> [Supplied material]:
========================================
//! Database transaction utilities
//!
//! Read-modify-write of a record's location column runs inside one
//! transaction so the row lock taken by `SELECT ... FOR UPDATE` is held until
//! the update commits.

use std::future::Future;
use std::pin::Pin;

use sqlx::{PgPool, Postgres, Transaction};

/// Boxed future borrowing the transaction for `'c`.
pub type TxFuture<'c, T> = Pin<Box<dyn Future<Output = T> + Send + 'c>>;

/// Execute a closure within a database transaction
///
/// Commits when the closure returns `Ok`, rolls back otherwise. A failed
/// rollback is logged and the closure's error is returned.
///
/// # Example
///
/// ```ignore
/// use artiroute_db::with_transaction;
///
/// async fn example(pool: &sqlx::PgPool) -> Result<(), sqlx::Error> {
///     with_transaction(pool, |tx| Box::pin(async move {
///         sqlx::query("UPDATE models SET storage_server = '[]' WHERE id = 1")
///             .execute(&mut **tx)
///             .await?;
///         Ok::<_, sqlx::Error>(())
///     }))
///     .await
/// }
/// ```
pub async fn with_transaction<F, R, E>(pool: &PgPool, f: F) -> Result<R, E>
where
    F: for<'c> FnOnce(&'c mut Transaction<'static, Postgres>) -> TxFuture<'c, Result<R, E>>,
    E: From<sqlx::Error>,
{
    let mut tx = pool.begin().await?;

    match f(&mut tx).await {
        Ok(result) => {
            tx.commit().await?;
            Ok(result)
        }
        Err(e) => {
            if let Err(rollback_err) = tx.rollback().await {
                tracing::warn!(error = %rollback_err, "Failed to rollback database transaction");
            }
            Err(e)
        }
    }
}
========================================
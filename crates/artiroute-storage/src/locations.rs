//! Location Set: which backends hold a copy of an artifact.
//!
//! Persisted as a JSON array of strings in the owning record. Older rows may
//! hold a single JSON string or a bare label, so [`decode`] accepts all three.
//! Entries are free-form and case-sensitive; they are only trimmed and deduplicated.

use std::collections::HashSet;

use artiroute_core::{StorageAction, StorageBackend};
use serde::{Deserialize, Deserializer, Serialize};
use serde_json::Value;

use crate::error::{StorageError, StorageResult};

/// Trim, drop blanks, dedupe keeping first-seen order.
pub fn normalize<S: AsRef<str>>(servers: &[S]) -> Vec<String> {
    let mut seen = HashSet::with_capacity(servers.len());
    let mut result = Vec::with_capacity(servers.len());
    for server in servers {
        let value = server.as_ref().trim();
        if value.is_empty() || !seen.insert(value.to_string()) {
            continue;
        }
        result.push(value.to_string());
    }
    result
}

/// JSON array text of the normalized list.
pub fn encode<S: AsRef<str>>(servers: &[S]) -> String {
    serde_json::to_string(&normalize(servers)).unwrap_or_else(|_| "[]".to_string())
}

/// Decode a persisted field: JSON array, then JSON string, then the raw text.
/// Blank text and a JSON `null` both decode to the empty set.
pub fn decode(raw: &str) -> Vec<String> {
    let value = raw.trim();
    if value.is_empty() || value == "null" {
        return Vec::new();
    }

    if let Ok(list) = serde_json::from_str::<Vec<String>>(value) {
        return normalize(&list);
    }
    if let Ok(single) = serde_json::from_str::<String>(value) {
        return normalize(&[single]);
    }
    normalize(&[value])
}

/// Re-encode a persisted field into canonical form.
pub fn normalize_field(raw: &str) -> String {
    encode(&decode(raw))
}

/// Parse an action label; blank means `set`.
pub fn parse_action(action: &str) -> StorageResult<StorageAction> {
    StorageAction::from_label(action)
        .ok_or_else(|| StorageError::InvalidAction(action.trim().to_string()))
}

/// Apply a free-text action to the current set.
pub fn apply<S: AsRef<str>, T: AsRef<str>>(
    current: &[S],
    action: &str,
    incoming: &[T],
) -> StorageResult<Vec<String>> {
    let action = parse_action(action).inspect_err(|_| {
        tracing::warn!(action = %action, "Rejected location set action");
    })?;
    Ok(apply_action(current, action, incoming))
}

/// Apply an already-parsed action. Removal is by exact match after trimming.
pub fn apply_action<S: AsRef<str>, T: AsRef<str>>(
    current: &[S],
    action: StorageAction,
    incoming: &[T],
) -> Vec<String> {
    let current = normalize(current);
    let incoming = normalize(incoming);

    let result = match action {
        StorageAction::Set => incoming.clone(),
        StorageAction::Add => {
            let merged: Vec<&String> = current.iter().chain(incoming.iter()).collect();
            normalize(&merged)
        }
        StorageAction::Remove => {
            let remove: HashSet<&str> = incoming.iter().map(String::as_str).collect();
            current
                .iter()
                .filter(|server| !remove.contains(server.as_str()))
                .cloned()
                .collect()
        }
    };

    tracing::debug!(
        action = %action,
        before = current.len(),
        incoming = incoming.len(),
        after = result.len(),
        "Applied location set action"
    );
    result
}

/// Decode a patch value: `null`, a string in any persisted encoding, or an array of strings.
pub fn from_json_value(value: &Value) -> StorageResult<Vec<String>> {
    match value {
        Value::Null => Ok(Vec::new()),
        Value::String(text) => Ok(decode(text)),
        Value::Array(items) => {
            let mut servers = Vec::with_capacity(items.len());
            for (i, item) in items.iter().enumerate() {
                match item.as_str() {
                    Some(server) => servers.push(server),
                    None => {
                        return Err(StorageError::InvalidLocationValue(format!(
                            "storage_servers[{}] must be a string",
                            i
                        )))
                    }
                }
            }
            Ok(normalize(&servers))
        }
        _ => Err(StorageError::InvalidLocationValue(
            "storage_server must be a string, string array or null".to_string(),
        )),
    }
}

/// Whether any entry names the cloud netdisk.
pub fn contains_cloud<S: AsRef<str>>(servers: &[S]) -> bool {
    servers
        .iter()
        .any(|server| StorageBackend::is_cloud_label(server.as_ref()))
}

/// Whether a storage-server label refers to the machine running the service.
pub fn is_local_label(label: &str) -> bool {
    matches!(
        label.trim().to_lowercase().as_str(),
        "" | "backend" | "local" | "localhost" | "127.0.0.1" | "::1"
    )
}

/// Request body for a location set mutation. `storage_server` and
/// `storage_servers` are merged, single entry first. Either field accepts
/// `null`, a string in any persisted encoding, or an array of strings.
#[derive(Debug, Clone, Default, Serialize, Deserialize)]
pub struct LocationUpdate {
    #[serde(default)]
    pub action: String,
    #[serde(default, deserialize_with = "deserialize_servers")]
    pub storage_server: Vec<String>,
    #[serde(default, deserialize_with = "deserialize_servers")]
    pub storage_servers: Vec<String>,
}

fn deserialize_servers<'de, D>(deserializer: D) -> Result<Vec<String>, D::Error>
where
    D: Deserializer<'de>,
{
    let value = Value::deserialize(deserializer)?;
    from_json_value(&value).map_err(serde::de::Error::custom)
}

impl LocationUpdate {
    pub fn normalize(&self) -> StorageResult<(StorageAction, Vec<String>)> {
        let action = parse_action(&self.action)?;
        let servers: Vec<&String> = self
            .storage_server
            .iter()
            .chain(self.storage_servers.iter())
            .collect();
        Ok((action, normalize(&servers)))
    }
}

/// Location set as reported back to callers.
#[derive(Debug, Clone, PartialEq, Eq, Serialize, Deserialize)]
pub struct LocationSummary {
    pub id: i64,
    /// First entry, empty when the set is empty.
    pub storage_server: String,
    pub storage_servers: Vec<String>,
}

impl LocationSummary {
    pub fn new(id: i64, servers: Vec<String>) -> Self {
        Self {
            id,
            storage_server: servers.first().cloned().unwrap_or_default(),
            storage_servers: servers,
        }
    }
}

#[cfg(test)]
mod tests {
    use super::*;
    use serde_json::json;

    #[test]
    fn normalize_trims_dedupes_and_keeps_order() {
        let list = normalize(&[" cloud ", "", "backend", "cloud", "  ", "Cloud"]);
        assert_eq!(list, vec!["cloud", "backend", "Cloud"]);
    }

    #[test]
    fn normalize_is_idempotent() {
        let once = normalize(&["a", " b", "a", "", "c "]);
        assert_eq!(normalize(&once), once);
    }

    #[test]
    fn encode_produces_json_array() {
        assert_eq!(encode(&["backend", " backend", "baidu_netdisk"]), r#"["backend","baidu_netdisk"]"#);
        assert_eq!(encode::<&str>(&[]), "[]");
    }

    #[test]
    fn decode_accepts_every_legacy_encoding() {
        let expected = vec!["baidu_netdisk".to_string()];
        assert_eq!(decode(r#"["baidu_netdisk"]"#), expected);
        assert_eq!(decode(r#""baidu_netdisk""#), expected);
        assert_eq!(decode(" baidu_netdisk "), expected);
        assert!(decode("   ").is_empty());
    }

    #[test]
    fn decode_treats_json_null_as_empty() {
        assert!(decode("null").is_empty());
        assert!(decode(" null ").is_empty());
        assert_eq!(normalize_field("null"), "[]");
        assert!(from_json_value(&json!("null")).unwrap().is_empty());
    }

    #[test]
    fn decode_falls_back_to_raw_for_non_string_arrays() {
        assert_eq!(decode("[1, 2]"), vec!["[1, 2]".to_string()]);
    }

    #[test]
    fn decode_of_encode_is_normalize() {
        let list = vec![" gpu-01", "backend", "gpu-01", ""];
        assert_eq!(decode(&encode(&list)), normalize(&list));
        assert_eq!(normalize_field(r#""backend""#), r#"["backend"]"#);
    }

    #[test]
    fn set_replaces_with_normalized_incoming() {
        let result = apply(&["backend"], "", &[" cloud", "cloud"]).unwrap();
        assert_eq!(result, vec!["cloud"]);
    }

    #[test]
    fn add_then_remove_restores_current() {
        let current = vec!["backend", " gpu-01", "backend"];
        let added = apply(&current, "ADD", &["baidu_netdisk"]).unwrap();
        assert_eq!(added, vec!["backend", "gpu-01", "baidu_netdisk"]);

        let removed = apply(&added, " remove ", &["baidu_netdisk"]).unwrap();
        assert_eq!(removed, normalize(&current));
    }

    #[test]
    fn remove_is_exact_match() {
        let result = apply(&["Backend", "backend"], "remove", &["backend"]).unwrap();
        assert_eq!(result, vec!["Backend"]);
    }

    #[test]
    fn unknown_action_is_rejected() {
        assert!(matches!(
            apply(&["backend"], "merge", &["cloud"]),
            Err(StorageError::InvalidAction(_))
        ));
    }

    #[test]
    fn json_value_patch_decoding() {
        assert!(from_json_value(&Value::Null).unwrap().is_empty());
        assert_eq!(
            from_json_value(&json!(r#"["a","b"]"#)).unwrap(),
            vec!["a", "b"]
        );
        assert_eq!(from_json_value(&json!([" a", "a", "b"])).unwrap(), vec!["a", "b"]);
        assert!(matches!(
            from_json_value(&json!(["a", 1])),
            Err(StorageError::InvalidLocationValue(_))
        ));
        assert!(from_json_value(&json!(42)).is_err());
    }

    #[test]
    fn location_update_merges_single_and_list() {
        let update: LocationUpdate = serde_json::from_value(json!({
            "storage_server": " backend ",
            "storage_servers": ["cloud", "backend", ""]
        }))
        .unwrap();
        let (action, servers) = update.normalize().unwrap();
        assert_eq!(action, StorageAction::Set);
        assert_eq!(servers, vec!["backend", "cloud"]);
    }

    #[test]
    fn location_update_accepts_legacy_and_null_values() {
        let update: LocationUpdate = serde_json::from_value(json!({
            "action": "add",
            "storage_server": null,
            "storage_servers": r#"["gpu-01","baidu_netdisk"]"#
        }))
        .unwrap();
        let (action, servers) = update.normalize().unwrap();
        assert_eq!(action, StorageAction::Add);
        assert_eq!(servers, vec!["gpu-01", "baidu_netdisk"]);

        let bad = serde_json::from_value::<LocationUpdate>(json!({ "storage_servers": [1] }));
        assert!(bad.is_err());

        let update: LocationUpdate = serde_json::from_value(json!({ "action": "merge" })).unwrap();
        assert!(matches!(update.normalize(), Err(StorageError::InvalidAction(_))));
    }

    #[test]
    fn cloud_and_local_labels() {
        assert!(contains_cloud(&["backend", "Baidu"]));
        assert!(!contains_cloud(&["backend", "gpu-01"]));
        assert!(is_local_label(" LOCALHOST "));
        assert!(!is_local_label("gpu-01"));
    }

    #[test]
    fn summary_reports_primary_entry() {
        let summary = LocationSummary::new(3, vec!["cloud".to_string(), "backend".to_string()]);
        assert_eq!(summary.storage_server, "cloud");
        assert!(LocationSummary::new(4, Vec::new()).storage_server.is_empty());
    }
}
========================================
> [To do]:
Whenever the word "hold" appears in a line above, copy that line.

> [Written answer]:
//! Location Set: which backends hold a copy of an artifact.
//! hold a single JSON string or a bare label, so [`decode`] accepts all three.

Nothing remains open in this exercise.